Akhir-akhir ini, Instagram saya baik story maupun feed, dipenuhi dengan berbagai ads atau iklan penawaran hampers Lebaran. Sebenarnya ini akibat ulah saya sendiri. Saya mencari keyword hampers pada Instagram dan Google, otomatis algoritmanya mencatat kebutuhan saya itu, dan mulai mencekoki saya dengan berbagai penawaran hampers Lebaran.
Hampers sendiri, dari bahasanya saja sudah bukan bahasa Indonesia. Diambil dari bahasa Inggris yang artinya keranjang, juga memiliki arti lain yaitu menghalangi. Hampers lebih dikenal sebagai parsel kalau di Indonesia, yaitu hadiah yang kita berikan kepada kerabat dalam momen perayaan tertentu, seperti Lebaran, Natal, Imlek, dan lain-lain.
Menjelang Lebaran kali ini, seperti tahun-tahun sebelumnya, banyak influencer maupun selebritis membagikan hampers yang mereka terima dari kerabat. Mulai dari kue kering, makanan utama, sajadah, perlengkapan makan, dan lain-lain. Semuanya cantik dan bikin masyarakat kelas biasa jadi ingin ikut-ikutan tren berkirim hampers.

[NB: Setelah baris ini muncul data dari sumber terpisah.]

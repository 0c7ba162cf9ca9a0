//! Typed event bus for ctxward using `tokio::broadcast`.
//!
//! This is the "event bus as typed channels" re-architecture from the
//! Design Notes: every externally visible occurrence (session lifecycle,
//! decisions, alerts, clears, fleet patterns) is one variant of
//! [`GovernorEvent`]. The SSE layer (C8) is a pure projection of this bus:
//! it assigns the monotonic `seq` and serializes to JSON, it does not
//! decide what is an event.

use crate::models::{Alert, Decision};
use serde::Serialize;
use tokio::sync::broadcast;

/// Every event the core can emit, tagged for SSE (`GET /events`, §4.8).
#[derive(Debug, Clone, Serialize)]
#[serde(tag = "type", rename_all = "kebab-case")]
pub enum GovernorEvent {
    #[serde(rename = "session:created")]
    SessionCreated { session_id: String, project_id: String },
    #[serde(rename = "session:updated")]
    SessionUpdated {
        session_id: String,
        current_tokens: u64,
        utilization: f64,
    },
    #[serde(rename = "session:closed")]
    SessionClosed { session_id: String, reason: String },
    #[serde(rename = "decision")]
    Decision(Decision),
    #[serde(rename = "alert:triggered")]
    AlertTriggered(Alert),
    #[serde(rename = "context:cleared")]
    ContextCleared {
        session_id: String,
        new_baseline_tokens: u64,
    },
    #[serde(rename = "pattern:parallel-sessions")]
    ParallelSessions {
        project_id: String,
        session_count: usize,
    },
    #[serde(rename = "pattern:high-velocity")]
    HighVelocity {
        session_id: String,
        tokens_per_sec: f64,
    },
}

/// Event bus for broadcasting governor events to SSE subscribers.
pub struct EventBus {
    sender: broadcast::Sender<GovernorEvent>,
}

impl EventBus {
    pub fn new(capacity: usize) -> Self {
        let (sender, _) = broadcast::channel(capacity);
        Self { sender }
    }

    pub fn publish(&self, event: GovernorEvent) {
        // Ignore send errors: no subscribers is a normal, non-fatal state.
        let _ = self.sender.send(event);
    }

    pub fn subscribe(&self) -> broadcast::Receiver<GovernorEvent> {
        self.sender.subscribe()
    }

    pub fn subscriber_count(&self) -> usize {
        self.sender.receiver_count()
    }
}

impl Default for EventBus {
    fn default() -> Self {
        Self::new(1024)
    }
}

impl Clone for EventBus {
    fn clone(&self) -> Self {
        Self {
            sender: self.sender.clone(),
        }
    }
}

Saya pribadi, baru merasakan tradisi berkirim hampers Lebaran sejak dua tahun terakhir, tepat setelah saya bekerja di kawasan Sudirman. Sebelumnya, saat saya bekerja di pabrik, tradisi berkirim hampers tak pernah ada. Orang-orang di pinggiran kota tidak mengenal hampers. Kalaupun ada, biasanya ditujukan untuk perusahaan bukan orang per orang.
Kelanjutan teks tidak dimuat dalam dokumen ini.